The Beeb has also commissioned a five-part natural history TV-series, exploring how the planet's natural resources can be protected.
"The Earthshot prize is really about harnessing that optimism and that urgency to find some of the world's solutions to some of the greatest environmental problems," Prince William told the BBC.
Anyone could win,he explained, as he called for "amazing people" to create "brilliant innovative projects". These, he said, could help save the planet.
To mark the event BBC Radio 4's Today Programme has secured an unprecedented exclusive joint interview with the Prince and Sir David.
The Earthshot Prize will make five awards of £1m each year for 10 years.
These "Earthshots" are intended as "universal goals to repair our planet by 2030" and will go to the best and most innovative ideas to help:
Protect and restore nature
Clean our air
Revive our oceans
Build a waste-free world
Fix our climate
Earthshot: How To Save Our Planet (working title) is being developed and produced by A Perfect Planet’s Silverback Films.
The BBC said it will be “a landmark series showing us exactly how our unique world can be brought back from the brink” and will feature William and an array of scientists, wildlife experts and environmentalists exploring how the planet’s environment can be saved.

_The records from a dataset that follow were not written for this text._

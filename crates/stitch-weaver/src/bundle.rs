//! Bundle compilation
//!
//! A bundle is an ordered collection of class bodies compiled once at
//! registration into modules, utility classes, guards, and the aggregate
//! index sets used for cheap rejection during matching. Compiled bundles
//! are immutable.

use crate::error::BundleError;
use crate::matcher::CandidateProfile;
use crate::module::{classify, ClassRole, Selector, TransformationModule};
use crate::reference::StructuralReference;
use crate::violation::ViolationKind;
use log::debug;
use rustc_hash::{FxHashMap, FxHashSet};
use stitch_classfile::ClassFile;

/// Metadata describing one bundle
#[derive(Debug, Clone)]
pub struct BundleConfig {
    /// Bundle name; unique within a manager
    pub name: String,
    /// Optional alias the packaging side may carry
    pub alias: Option<String>,
    /// Optional vendor string
    pub vendor: Option<String>,
    /// Bundle version
    pub version: f64,
    /// Disabled bundles are ignored at registration
    pub enabled: bool,
    /// Default composition priority for the bundle's modules
    pub priority: i64,
    /// Violation kinds this bundle tolerates during validation
    pub suppressed_violations: FxHashSet<ViolationKind>,
}

impl BundleConfig {
    /// Start building a config with the given bundle name
    pub fn builder(name: impl Into<String>) -> BundleConfigBuilder {
        BundleConfigBuilder {
            config: BundleConfig {
                name: name.into(),
                alias: None,
                vendor: None,
                version: 1.0,
                enabled: true,
                priority: 0,
                suppressed_violations: FxHashSet::default(),
            },
        }
    }
}

/// Builder for [`BundleConfig`]
pub struct BundleConfigBuilder {
    config: BundleConfig,
}

impl BundleConfigBuilder {
    /// Set the alias
    pub fn alias(mut self, alias: impl Into<String>) -> Self {
        self.config.alias = Some(alias.into());
        self
    }

    /// Set the vendor
    pub fn vendor(mut self, vendor: impl Into<String>) -> Self {
        self.config.vendor = Some(vendor.into());
        self
    }

    /// Set the version
    pub fn version(mut self, version: f64) -> Self {
        self.config.version = version;
        self
    }

    /// Enable or disable the bundle
    pub fn enabled(mut self, enabled: bool) -> Self {
        self.config.enabled = enabled;
        self
    }

    /// Set the default module priority
    pub fn priority(mut self, priority: i64) -> Self {
        self.config.priority = priority;
        self
    }

    /// Suppress a violation kind during validation
    pub fn suppress(mut self, kind: ViolationKind) -> Self {
        self.config.suppressed_violations.insert(kind);
        self
    }

    /// Finish building
    pub fn build(self) -> BundleConfig {
        self.config
    }
}

/// A compiled, immutable bundle of transformation modules
#[derive(Debug)]
pub struct TransformationBundle {
    config: BundleConfig,
    modules: Vec<TransformationModule>,
    utilities: FxHashMap<String, ClassFile>,
    guards: FxHashSet<String>,
    references: Vec<StructuralReference>,
    required_names: FxHashSet<String>,
    class_annotation_index: FxHashSet<String>,
    method_annotation_index: FxHashSet<String>,
    method_signatures: FxHashSet<(String, String)>,
}

impl TransformationBundle {
    /// Compile a bundle from its class bodies
    ///
    /// Build-time violations in any body abort the whole compilation;
    /// nothing about a bundle is ever partially usable.
    pub fn compile(config: BundleConfig, bodies: &[Vec<u8>]) -> Result<Self, BundleError> {
        let mut classes = Vec::with_capacity(bodies.len());
        let mut names = FxHashSet::default();
        for body in bodies {
            let class = ClassFile::decode(body)?;
            if !names.insert(class.name.clone()) {
                return Err(BundleError::DuplicateClass(class.name));
            }
            classes.push(class);
        }

        let mut modules = Vec::new();
        let mut utilities = FxHashMap::default();
        let mut guards = FxHashSet::default();
        let mut violations = Vec::new();

        for class in classes {
            match classify(class, config.priority) {
                Ok(ClassRole::Module(module)) => modules.push(module),
                Ok(ClassRole::Utility(class)) => {
                    utilities.insert(class.name.clone(), class);
                }
                Ok(ClassRole::Guard { class_name }) => {
                    guards.insert(class_name);
                }
                Err(mut class_violations) => violations.append(&mut class_violations),
            }
        }

        if !violations.is_empty() {
            return Err(BundleError::Violations {
                name: config.name,
                violations,
            });
        }

        // references to classes the bundle itself carries are already
        // resolved; everything else must be proven per loading-context
        let own_names: FxHashSet<&str> = modules
            .iter()
            .map(|m| m.name())
            .chain(utilities.keys().map(String::as_str))
            .collect();
        let mut references = Vec::new();
        for class in modules
            .iter()
            .map(|m| &m.class)
            .chain(utilities.values())
        {
            for reference in StructuralReference::extract(class) {
                if own_names.contains(reference.class_name.as_str()) {
                    continue;
                }
                references.push(reference);
            }
        }

        let mut required_names = FxHashSet::default();
        let mut class_annotation_index = FxHashSet::default();
        let mut method_annotation_index = FxHashSet::default();
        let mut method_signatures = FxHashSet::default();
        for module in &modules {
            match &module.selector {
                Selector::Exact(name) | Selector::Supertype(name) => {
                    required_names.insert(name.clone());
                }
                Selector::Annotation {
                    class_annotations,
                    method_annotations,
                } => {
                    class_annotation_index.extend(class_annotations.iter().cloned());
                    method_annotation_index.extend(method_annotations.iter().cloned());
                }
            }
            for method in module.matched_methods() {
                method_signatures.insert((method.name.clone(), method.descriptor.clone()));
            }
        }

        debug!(
            "compiled bundle {} v{}: {} module(s), {} utility class(es), {} guard(s), {} reference(s)",
            config.name,
            config.version,
            modules.len(),
            utilities.len(),
            guards.len(),
            references.len()
        );

        Ok(Self {
            config,
            modules,
            utilities,
            guards,
            references,
            required_names,
            class_annotation_index,
            method_annotation_index,
            method_signatures,
        })
    }

    /// Bundle name
    pub fn name(&self) -> &str {
        &self.config.name
    }

    /// Bundle metadata
    pub fn config(&self) -> &BundleConfig {
        &self.config
    }

    /// The bundle's modules, in declaration order
    pub fn modules(&self) -> &[TransformationModule] {
        &self.modules
    }

    /// Utility classes carried with the bundle
    pub fn utilities(&self) -> &FxHashMap<String, ClassFile> {
        &self.utilities
    }

    /// Skip-if-present guard class names
    pub fn guards(&self) -> &FxHashSet<String> {
        &self.guards
    }

    /// External structural references, one per (origin, referenced class)
    pub fn references(&self) -> &[StructuralReference] {
        &self.references
    }

    /// Exact/supertype target names for fast rejection
    pub fn required_names(&self) -> &FxHashSet<String> {
        &self.required_names
    }

    /// Class annotation triggers for fast rejection
    pub fn class_annotation_index(&self) -> &FxHashSet<String> {
        &self.class_annotation_index
    }

    /// Method annotation triggers for fast rejection
    pub fn method_annotation_index(&self) -> &FxHashSet<String> {
        &self.method_annotation_index
    }

    /// Matched method signatures for fast rejection
    pub fn method_signatures(&self) -> &FxHashSet<(String, String)> {
        &self.method_signatures
    }

    /// Indices of the modules whose selector matches the candidate
    pub fn matched_modules(&self, candidate: &CandidateProfile) -> Vec<usize> {
        let mut matched = Vec::new();
        for (index, module) in self.modules.iter().enumerate() {
            let hit = match &module.selector {
                Selector::Exact(name) => name == &candidate.name,
                Selector::Supertype(name) => {
                    name == &candidate.name
                        || candidate.super_names.iter().any(|s| s == name)
                        || candidate.interface_names.iter().any(|i| i == name)
                }
                Selector::Annotation {
                    class_annotations,
                    method_annotations,
                } => {
                    class_annotations
                        .iter()
                        .any(|a| candidate.class_annotations.contains(a))
                        || method_annotations
                            .iter()
                            .any(|a| candidate.method_annotations.contains(a))
                }
            };
            if hit {
                matched.push(index);
            }
        }
        matched
    }
}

The 5 x 60-minute series is slated for 2021 and is being produced by Silverback founder Alastair Fothergill and Keith Scholey, with Jonnie Hughes series producer.

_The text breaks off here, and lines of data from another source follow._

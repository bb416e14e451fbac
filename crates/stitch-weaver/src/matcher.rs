//! Candidate matching
//!
//! Matching is two-phased: an aggregate index over every registered bundle
//! rejects the vast majority of classes with a few set probes, and only a
//! possible hit pays for per-bundle, per-module selector evaluation.

use crate::bundle::TransformationBundle;
use crate::structure::{ClassDescriptor, HierarchyClosure};
use rustc_hash::FxHashSet;

/// Class/method annotation names the host extracted out-of-band
///
/// Passed alongside the candidate bytes so annotations the host discovers
/// through side channels still participate in matching.
#[derive(Debug, Default, Clone)]
pub struct HostAnnotations {
    /// Annotation type names on the class
    pub class_annotations: Vec<String>,
    /// Annotation type names on any method
    pub method_annotations: Vec<String>,
}

/// Everything the matcher needs to know about one candidate class
#[derive(Debug)]
pub struct CandidateProfile {
    /// Internal class name
    pub name: String,
    /// Transitive supertype names, nearest first
    pub super_names: Vec<String>,
    /// Transitive interface names
    pub interface_names: Vec<String>,
    /// Annotations on the class
    pub class_annotations: FxHashSet<String>,
    /// Annotations on any method
    pub method_annotations: FxHashSet<String>,
    /// Declared method signatures
    pub method_signatures: FxHashSet<(String, String)>,
}

impl CandidateProfile {
    /// Build a profile from the candidate's descriptor and hierarchy
    pub fn new(
        descriptor: &ClassDescriptor,
        closure: &HierarchyClosure,
        host: Option<&HostAnnotations>,
    ) -> Self {
        let mut class_annotations = descriptor.class_annotations.clone();
        let mut method_annotations = descriptor.method_annotations.clone();
        if let Some(host) = host {
            class_annotations.extend(host.class_annotations.iter().cloned());
            method_annotations.extend(host.method_annotations.iter().cloned());
        }
        Self {
            name: descriptor.name.clone(),
            super_names: closure.super_names.clone(),
            interface_names: closure.interface_names.clone(),
            class_annotations,
            method_annotations,
            method_signatures: descriptor
                .methods()
                .iter()
                .map(|m| (m.name.clone(), m.descriptor.clone()))
                .collect(),
        }
    }
}

/// Aggregate fast-reject index over every registered bundle
#[derive(Debug, Default)]
pub struct MatchIndex {
    required_names: FxHashSet<String>,
    class_annotations: FxHashSet<String>,
    method_annotations: FxHashSet<String>,
    method_signatures: FxHashSet<(String, String)>,
}

impl MatchIndex {
    /// Create an empty index
    pub fn new() -> Self {
        Self::default()
    }

    /// Fold one bundle's indices into the aggregate
    pub fn add_bundle(&mut self, bundle: &TransformationBundle) {
        self.required_names
            .extend(bundle.required_names().iter().cloned());
        self.class_annotations
            .extend(bundle.class_annotation_index().iter().cloned());
        self.method_annotations
            .extend(bundle.method_annotation_index().iter().cloned());
        self.method_signatures
            .extend(bundle.method_signatures().iter().cloned());
    }

    /// Whether any registered bundle could possibly match the candidate
    ///
    /// A `false` here is definitive; a `true` only licenses the per-bundle
    /// check.
    pub fn possible_match(&self, candidate: &CandidateProfile) -> bool {
        if self.required_names.contains(&candidate.name) {
            return true;
        }
        if candidate
            .super_names
            .iter()
            .any(|s| self.required_names.contains(s))
        {
            return true;
        }
        if candidate
            .interface_names
            .iter()
            .any(|i| self.required_names.contains(i))
        {
            return true;
        }
        if candidate
            .class_annotations
            .iter()
            .any(|a| self.class_annotations.contains(a))
        {
            return true;
        }
        if candidate
            .method_annotations
            .iter()
            .any(|a| self.method_annotations.contains(a))
        {
            return true;
        }
        candidate
            .method_signatures
            .iter()
            .any(|sig| self.method_signatures.contains(sig))
    }
}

Charlotte Moore, chief content officer, said: “The BBC is proud to be the broadcast partner with the Duke of Cambridge on this inspiring initiative which reflects our continued commitment to being at the forefront of environmental and natural history programming over the next 10 years.
“The time to act is now, and The Earthshot Prize will reinvigorate the scientists and environmentalists who are working tirelessly to find solutions to what is a global environmental emergency. Our major five part series that accompanies the inaugural awards ceremony will inform audiences of what’s being done around the world to help save our planet.”
The Earthshot series will join other environmental series from the BBC, including Extinction: The Facts, Climate Change: The Facts and Drowning In Plastic.